Пятнадцатого февраля Суворин с Чеховым в сопровождении других почитателей посетили Льва Толстого в его московском доме. Тот все больше укреплялся в своем мнении о Чехове как о прекрасном писателе, которому мешают медицина и «безверие». Антон пометил в дневнике: «Он [Толстой] был раздражен, резко отзывался о декадентах <…> Татьяна и Мария Львовны раскладывали пасьянс; обе, загадав о чем-то, попросили меня снять карты, и я каждой порознь показал пикового туза, и это их опечалило <…> Обе они чрезвычайно симпатичны, а отношения их к отцу трогательны».

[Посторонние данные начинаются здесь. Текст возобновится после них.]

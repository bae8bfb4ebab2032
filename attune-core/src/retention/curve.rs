//! Personalized forgetting curve

use chrono::{DateTime, Utc};
use serde::{Deserialize, Serialize};

use super::scheduler::RetentionProfile;
use crate::config::RetentionConfig;

/// Observed recall strengths are clamped into this range before taking logs.
const MIN_OBSERVED: f64 = 0.05;
const MAX_OBSERVED: f64 = 0.99;

/// One past review of an item.
#[derive(Debug, Clone, PartialEq, Serialize, Deserialize)]
pub struct ReviewRecord {
    pub reviewed_at: DateTime<Utc>,
    /// Days since the previous review (0 for the first).
    pub elapsed_days: f64,
    /// Recall strength in `[0, 1]`.
    pub strength: f64,
    pub recalled: bool,
}

/// `retention(t) = initial_retention · e^(−decay_rate · t / consolidation_factor)`
///
/// Consolidation stretches the time axis: a well-consolidated trace decays
/// more slowly.
#[derive(Debug, Clone, Copy, PartialEq, Serialize, Deserialize)]
pub struct ForgettingCurve {
    pub initial_retention: f64,
    pub decay_rate: f64,
    pub consolidation_factor: f64,
    pub interference_resistance: f64,
}

impl ForgettingCurve {
    /// Predicted retention after `days`, in `[0, 1]`.
    pub fn retention_at(&self, days: f64) -> f64 {
        let days = days.max(0.0);
        let consolidation = self.consolidation_factor.max(f64::EPSILON);
        (self.initial_retention * (-self.decay_rate * days / consolidation).exp()).clamp(0.0, 1.0)
    }

    /// Days until retention falls to `target`. `None` if it never gets there
    /// (target at or above the initial retention, or non-positive).
    pub fn days_until(&self, target: f64) -> Option<f64> {
        if target <= 0.0 || target >= self.initial_retention || self.decay_rate <= 0.0 {
            return None;
        }
        Some(-(target / self.initial_retention).ln() * self.consolidation_factor / self.decay_rate)
    }
}

/// Fit decay, consolidation and interference resistance from an item's
/// review history.
///
/// Decay comes from reviews with a known elapsed time: each gives
/// `k = −ln(r / R0) / t`, scaled back through the current consolidation so the
/// fitted curve reproduces the observations. Consolidation grows with each
/// success and shrinks with each lapse. Interference resistance follows the
/// recall rate over long gaps. Without usable history the profile's own
/// parameters are kept.
pub fn personalized_forgetting_curve(
    profile: &RetentionProfile,
    history: &[ReviewRecord],
    config: &RetentionConfig,
) -> ForgettingCurve {
    let initial_retention = profile.initial_retention.clamp(f64::EPSILON, 1.0);

    let consolidation_factor = if history.is_empty() {
        profile.consolidation_factor
    } else {
        let (successes, lapses) = history.iter().fold((0u32, 0u32), |(s, l), r| {
            if r.recalled { (s + 1, l) } else { (s, l + 1) }
        });
        1.0 + config.consolidation_gain * f64::from(successes)
            - config.lapse_penalty * f64::from(lapses)
    }
    .clamp(config.min_consolidation, config.max_consolidation);

    let observed: Vec<f64> = history
        .iter()
        .filter(|r| r.elapsed_days > 0.0)
        .map(|r| {
            let strength = r.strength.clamp(MIN_OBSERVED, MAX_OBSERVED);
            let ratio = (strength / initial_retention).min(1.0);
            -ratio.ln() / r.elapsed_days
        })
        .collect();

    let decay_rate = if observed.is_empty() {
        profile.decay_rate
    } else {
        let mean = observed.iter().sum::<f64>() / observed.len() as f64;
        mean * consolidation_factor
    }
    .clamp(config.min_decay_rate, config.max_decay_rate);

    ForgettingCurve {
        initial_retention,
        decay_rate,
        consolidation_factor,
        interference_resistance: fit_interference_resistance(profile, history, config),
    }
}

/// Recall rate over reviews at least `long_interval_days` after the previous
/// one, mapped onto `default · (1 + gain · (2·rate − 1))`. All recalled gives
/// `default · (1 + gain)`, all lapsed `default · (1 − gain)`.
fn fit_interference_resistance(
    profile: &RetentionProfile,
    history: &[ReviewRecord],
    config: &RetentionConfig,
) -> f64 {
    let threshold = config.long_interval_days.max(f64::EPSILON);
    let (recalled, total) = history
        .iter()
        .filter(|r| r.elapsed_days >= threshold)
        .fold((0u32, 0u32), |(recalled, total), r| {
            (recalled + u32::from(r.recalled), total + 1)
        });

    if total == 0 {
        return profile.interference_resistance;
    }
    let rate = f64::from(recalled) / f64::from(total);
    (config.default_interference_resistance * (1.0 + config.interference_gain * (2.0 * rate - 1.0)))
        .clamp(config.min_interference_resistance, config.max_interference_resistance)
}

/// Review offsets in days for a curve: the base schedule scaled by
/// consolidation and interference resistance. Strictly increasing.
pub fn next_review_schedule(curve: &ForgettingCurve, config: &RetentionConfig) -> Vec<f64> {
    let scale = (curve.consolidation_factor * curve.interference_resistance).max(f64::EPSILON);

    let mut offsets = Vec::with_capacity(config.base_offsets_days.len());
    for base in &config.base_offsets_days {
        let last = offsets.last().copied().unwrap_or(0.0);
        // Skip misconfigured entries that would break monotonicity.
        if *base > 0.0 && base * scale > last {
            offsets.push(base * scale);
        }
    }
    if offsets.is_empty() {
        offsets.push(scale);
    }
    offsets
}

#[cfg(test)]
mod tests {
    use super::*;

    fn profile() -> RetentionProfile {
        RetentionProfile::new("item", &RetentionConfig::default())
    }

    fn review(elapsed_days: f64, strength: f64, recalled: bool) -> ReviewRecord {
        ReviewRecord {
            reviewed_at: Utc::now(),
            elapsed_days,
            strength,
            recalled,
        }
    }

    #[test]
    fn no_history_uses_profile_defaults() {
        let config = RetentionConfig::default();
        let curve = personalized_forgetting_curve(&profile(), &[], &config);
        assert_eq!(curve.decay_rate, config.default_decay_rate);
        assert_eq!(curve.consolidation_factor, 1.0);
        assert_eq!(curve.initial_retention, config.default_initial_retention);
    }

    #[test]
    fn retention_decays_monotonically() {
        let curve = personalized_forgetting_curve(&profile(), &[], &RetentionConfig::default());
        let mut last = curve.retention_at(0.0);
        assert!((last - 0.9).abs() < 1e-12);
        for day in 1..30 {
            let r = curve.retention_at(day as f64);
            assert!(r < last);
            last = r;
        }
    }

    #[test]
    fn higher_consolidation_slows_decay() {
        let base = ForgettingCurve {
            initial_retention: 0.9,
            decay_rate: 0.3,
            consolidation_factor: 1.0,
            interference_resistance: 1.0,
        };
        let consolidated = ForgettingCurve {
            consolidation_factor: 2.0,
            ..base
        };
        assert!(consolidated.retention_at(5.0) > base.retention_at(5.0));
    }

    #[test]
    fn fitted_decay_reproduces_observation() {
        let config = RetentionConfig::default();
        // One success at consolidation 1.2: r(4) = 0.6
        let history = [review(4.0, 0.6, true)];
        let curve = personalized_forgetting_curve(&profile(), &history, &config);
        assert!((curve.consolidation_factor - 1.2).abs() < 1e-12);
        assert!((curve.retention_at(4.0) - 0.6).abs() < 1e-9);
    }

    #[test]
    fn lapses_reduce_consolidation_to_floor() {
        let config = RetentionConfig::default();
        let history = [
            review(1.0, 0.0, false),
            review(1.0, 0.0, false),
            review(1.0, 0.0, false),
        ];
        let curve = personalized_forgetting_curve(&profile(), &history, &config);
        assert_eq!(curve.consolidation_factor, config.min_consolidation);
        assert!(curve.decay_rate <= config.max_decay_rate);
    }

    #[test]
    fn schedule_is_strictly_increasing_and_scaled() {
        let config = RetentionConfig::default();
        let curve = ForgettingCurve {
            initial_retention: 0.9,
            decay_rate: 0.3,
            consolidation_factor: 1.5,
            interference_resistance: 1.0,
        };
        let schedule = next_review_schedule(&curve, &config);
        assert_eq!(schedule.len(), config.base_offsets_days.len());
        assert!((schedule[0] - 1.5).abs() < 1e-12);
        assert!(schedule.windows(2).all(|w| w[1] > w[0]));
    }

    #[test]
    fn schedule_skips_non_increasing_base_offsets() {
        let config = RetentionConfig {
            base_offsets_days: vec![1.0, 3.0, 3.0, 2.0, 7.0],
            ..Default::default()
        };
        let curve = personalized_forgetting_curve(&profile(), &[], &config);
        assert_eq!(next_review_schedule(&curve, &config), vec![1.0, 3.0, 7.0]);
    }

    #[test]
    fn recall_over_long_gaps_sets_interference_resistance() {
        let config = RetentionConfig::default();

        let resistant = [review(5.0, 0.8, true), review(8.0, 0.7, true)];
        let curve = personalized_forgetting_curve(&profile(), &resistant, &config);
        assert!((curve.interference_resistance - 1.5).abs() < 1e-12);

        let mixed = [review(5.0, 0.8, true), review(8.0, 0.1, false)];
        let curve = personalized_forgetting_curve(&profile(), &mixed, &config);
        assert!((curve.interference_resistance - 1.0).abs() < 1e-12);

        let fragile = [review(4.0, 0.1, false)];
        let curve = personalized_forgetting_curve(&profile(), &fragile, &config);
        assert!((curve.interference_resistance - 0.5).abs() < 1e-12);
    }

    #[test]
    fn short_gaps_keep_profile_resistance() {
        let config = RetentionConfig::default();
        let mut seeded = profile();
        seeded.interference_resistance = 1.3;
        let history = [review(1.0, 0.8, true), review(2.0, 0.1, false)];
        let curve = personalized_forgetting_curve(&seeded, &history, &config);
        assert_eq!(curve.interference_resistance, 1.3);
    }

    #[test]
    fn schedule_scales_with_interference_resistance() {
        let config = RetentionConfig::default();
        let base = ForgettingCurve {
            initial_retention: 0.9,
            decay_rate: 0.3,
            consolidation_factor: 1.0,
            interference_resistance: 1.0,
        };
        let resistant = ForgettingCurve {
            interference_resistance: 1.5,
            ..base
        };
        let plain = next_review_schedule(&base, &config);
        let stretched = next_review_schedule(&resistant, &config);
        assert_eq!(plain.len(), stretched.len());
        for (p, s) in plain.iter().zip(&stretched) {
            assert!((s - p * 1.5).abs() < 1e-9);
        }
    }

    #[test]
    fn days_until_inverts_retention() {
        let curve = ForgettingCurve {
            initial_retention: 0.9,
            decay_rate: 0.2,
            consolidation_factor: 1.3,
            interference_resistance: 1.0,
        };
        let days = curve.days_until(0.5).unwrap();
        assert!((curve.retention_at(days) - 0.5).abs() < 1e-9);
        assert_eq!(curve.days_until(0.95), None);
    }
}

Суворин обсуждал с Толстым преимущества мгновенной смерти и тоже сделал запись в дневнике: «Смерть сына прошлой весною. Сначала графиня болела, потом он. У него камни в печени, и он страшно страдает…» У Чехова впечатление от Толстого осталось более благоприятное. Однако визит имел неожиданные последствия, о которых Антон и не догадывался: он вызвал сильное волнение в душе Татьяны Толстой, и впоследствии ей пришлось бороться со своим чувством.